At the time of the Berlin raids, Bomber Command was rapidly phasing out the old bombers and converting the squadrons to Lancasters, which had escape hatches only 22 inches wide-2 inches narrower than in the Halifax. According to statistician Dyson, "The missing 2 inches probably cost the lives of several thousand boys."

After much lobbying, led by Mike O'Loughlin, a colleague of Freeman Dyson, Bomber Command agreed to enlarge the hatch but the new design would not become standard until the very end of the war.

Moffat had one chance in seven of getting out of the plane alive.

The airmen who flew the Lancasters over Berlin accepted the air force propaganda that they could bail out alive. They also accepted the view that each raid on Berlin brought them one step closer to winning the most decisive battle of the war.

"What they were told was untrue," says Dyson. "By January, 1944, the battle was lost. I had seen the bomb patterns, which showed bombs scattered over an enormous area." German records support Dyson's contention that, far from being smart bombs, most were hit and miss. In one particular raid, bombers inadvertently hit 47 surrounding villages within a 30 mile radius of the intended target, Berlin.

"We merely showered incendiary bombs over the city," admits Dyson, "with a small fraction of high&endash;explosive bombs to discourage fire-fighters. Important factories were protected by fire fighting teams. Civilian housing and shops could be left to burn. Photographic reconnaissance a few weeks later showed factories producing as usual amid the rubble of burnt homes."

In February, 1944, Moffat's crew was sent to bomb Leipzig.
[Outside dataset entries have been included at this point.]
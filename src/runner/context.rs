//! Per-run test state and captured logs

use chrono::{DateTime, Utc};
use std::fmt;
use std::time::Duration;

use crate::catalog::TargetResolution;

#[derive(Debug, Clone, Copy, PartialEq, Eq, PartialOrd, Ord)]
pub enum LogLevel {
    Info,
    Warning,
    Error,
    /// Failure raised by the test itself
    Exception,
}

impl LogLevel {
    /// Levels that fail the current test unless permitted
    pub fn is_error(self) -> bool {
        matches!(self, LogLevel::Error | LogLevel::Exception)
    }
}

impl fmt::Display for LogLevel {
    fn fmt(&self, f: &mut fmt::Formatter<'_>) -> fmt::Result {
        let s = match self {
            LogLevel::Info => "INFO",
            LogLevel::Warning => "WARN",
            LogLevel::Error => "ERROR",
            LogLevel::Exception => "EXCEPTION",
        };
        f.write_str(s)
    }
}

/// One captured log line
#[derive(Debug, Clone, PartialEq)]
pub struct LogEntry {
    pub level: LogLevel,
    pub message: String,
    /// Stack or source location, possibly empty
    pub stack: String,
    pub timestamp: DateTime<Utc>,
}

impl LogEntry {
    pub fn new(level: LogLevel, message: impl Into<String>) -> Self {
        Self {
            level,
            message: message.into(),
            stack: String::new(),
            timestamp: Utc::now(),
        }
    }

    pub fn with_stack(mut self, stack: impl Into<String>) -> Self {
        self.stack = stack.into();
        self
    }

    pub fn error(message: impl Into<String>) -> Self {
        Self::new(LogLevel::Error, message)
    }

    pub fn warning(message: impl Into<String>) -> Self {
        Self::new(LogLevel::Warning, message)
    }
}

impl fmt::Display for LogEntry {
    fn fmt(&self, f: &mut fmt::Formatter<'_>) -> fmt::Result {
        write!(f, "[{}] {}", self.level, self.message)
    }
}

#[derive(Debug, Clone, Copy, PartialEq, Eq, Default)]
pub enum TestState {
    #[default]
    NotStarted,
    InProgress,
    Failed,
    Success,
    Ignored,
}

impl TestState {
    pub fn is_terminal(self) -> bool {
        matches!(self, TestState::Failed | TestState::Success | TestState::Ignored)
    }
}

/// State of the method currently running. Reset for every method.
#[derive(Debug, Clone, Default)]
pub struct RunContext {
    pub test_name: String,
    pub state: TestState,
    /// Logs captured since the method started
    pub logs: Vec<LogEntry>,
    /// Wall-clock time spent running the body
    pub elapsed: Duration,
    pub resolution: Option<TargetResolution>,
}

impl RunContext {
    pub fn reset(&mut self, test_name: impl Into<String>) {
        self.test_name = test_name.into();
        self.state = TestState::NotStarted;
        self.logs.clear();
        self.elapsed = Duration::ZERO;
        self.resolution = None;
    }

    pub fn record(&mut self, entry: LogEntry) {
        self.logs.push(entry);
    }

    pub fn has_failed(&self) -> bool {
        self.state == TestState::Failed
    }

    /// Messages of error-level logs, for the results file
    pub fn error_messages(&self) -> Vec<String> {
        self.logs
            .iter()
            .filter(|l| l.level.is_error())
            .map(|l| l.message.clone())
            .collect()
    }

    pub fn log_lines(&self) -> Vec<String> {
        self.logs.iter().map(|l| l.to_string()).collect()
    }
}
The briefing for that mission forced him, for the first time, to confront the reality of what Bomber Command was doing.

"Normally they would say, you have a primary and a secondary target. Your primary target is the ball&endash;bearing factory, or the submarine yards, or whatever. But this time, the primary target was the railway yards.

"The CO said, 'Okay, fellas, now you remember, the other night we bombed Berlin. Now all those people are on trains trying to get out of Berlin and they're going through the big railway centre.' That's when it hit me that we were actually choosing to bomb people instead of military targets.

"I thought, Oh my God! They're telling us to aim for these people as a primary target. I knew we had been killing people, accidentally, because there were bombs going off all over the place. There was no way we couldn't kill them. But that was the first time it drove home to me that it was Bomber Command's aim to kill people."